• Task directions:
For this exercise, repeat the listing below from its first line through the line containing "let tracks = parse_track_list(LIST).unwrap();", exactly as written.

• Recorded information:
// Host-side tests for track list loading and fallback.

use pulse_core::*;

const LIST: &str = r#"[
  {"id":"7","name":"Song","author":"Band","src":"/music/song.mp3"},
  {"id":"8","name":"Other","author":"Band","src":"https://cdn.example.com/other.mp3"}
]"#;

#[test]
fn default_list_has_three_remote_tracks() {
    let tracks = default_tracks();
    assert_eq!(tracks.len(), 3);
    assert_eq!(tracks[0].id, "1");
    assert_eq!(tracks[0].name, "稻香");
    assert_eq!(tracks[0].author, "周杰伦");
    assert!(tracks.iter().all(|t| t.src.ends_with(".mp3")));
    let mut ids: Vec<_> = tracks.iter().map(|t| t.id.as_str()).collect();
    ids.dedup();
    assert_eq!(ids.len(), 3);
}

#[test]
fn non_empty_array_replaces_defaults() {
    let tracks = resolve_track_list(Ok(LIST.to_string()));
    assert_eq!(tracks.len(), 2);
    assert_eq!(tracks[1].src, "https://cdn.example.com/other.mp3");
}

#[test]
fn every_failure_falls_back_to_defaults() {
    let outcomes = [
        Err(TrackListError::Fetch("offline".into())),
        Err(TrackListError::Status(404)),
        Ok("[]".to_string()),
        Ok("{\"tracks\":[]}".to_string()),
        Ok("not json".to_string()),
        Ok("null".to_string()),
    ];
    for outcome in outcomes {
        assert_eq!(resolve_track_list(outcome), default_tracks());
    }
}

#[test]
fn empty_array_is_reported_as_empty() {
    assert_eq!(parse_track_list("[]"), Err(TrackListError::Empty));
    assert!(matches!(
        parse_track_list("{}"),
        Err(TrackListError::Decode(_))
    ));
}

#[test]
fn find_track_by_id() {
    let tracks = parse_track_list(LIST).unwrap();
    assert_eq!(find_track(&tracks, "8").unwrap().name, "Other");
    assert!(find_track(&tracks, "1").is_none());
}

• Task output:
// Host-side tests for track list loading and fallback.

use pulse_core::*;

const LIST: &str = r#"[
  {"id":"7","name":"Song","author":"Band","src":"/music/song.mp3"},
  {"id":"8","name":"Other","author":"Band","src":"https://cdn.example.com/other.mp3"}
]"#;

#[test]
fn default_list_has_three_remote_tracks() {
    let tracks = default_tracks();
    assert_eq!(tracks.len(), 3);
    assert_eq!(tracks[0].id, "1");
    assert_eq!(tracks[0].name, "稻香");
    assert_eq!(tracks[0].author, "周杰伦");
    assert!(tracks.iter().all(|t| t.src.ends_with(".mp3")));
    let mut ids: Vec<_> = tracks.iter().map(|t| t.id.as_str()).collect();
    ids.dedup();
    assert_eq!(ids.len(), 3);
}

#[test]
fn non_empty_array_replaces_defaults() {
    let tracks = resolve_track_list(Ok(LIST.to_string()));
    assert_eq!(tracks.len(), 2);
    assert_eq!(tracks[1].src, "https://cdn.example.com/other.mp3");
}

#[test]
fn every_failure_falls_back_to_defaults() {
    let outcomes = [
        Err(TrackListError::Fetch("offline".into())),
        Err(TrackListError::Status(404)),
        Ok("[]".to_string()),
        Ok("{\"tracks\":[]}".to_string()),
        Ok("not json".to_string()),
        Ok("null".to_string()),
    ];
    for outcome in outcomes {
        assert_eq!(resolve_track_list(outcome), default_tracks());
    }
}

#[test]
fn empty_array_is_reported_as_empty() {
    assert_eq!(parse_track_list("[]"), Err(TrackListError::Empty));
    assert!(matches!(
        parse_track_list("{}"),
        Err(TrackListError::Decode(_))
    ));
}

#[test]
fn find_track_by_id() {
    let tracks = parse_track_list(LIST).unwrap();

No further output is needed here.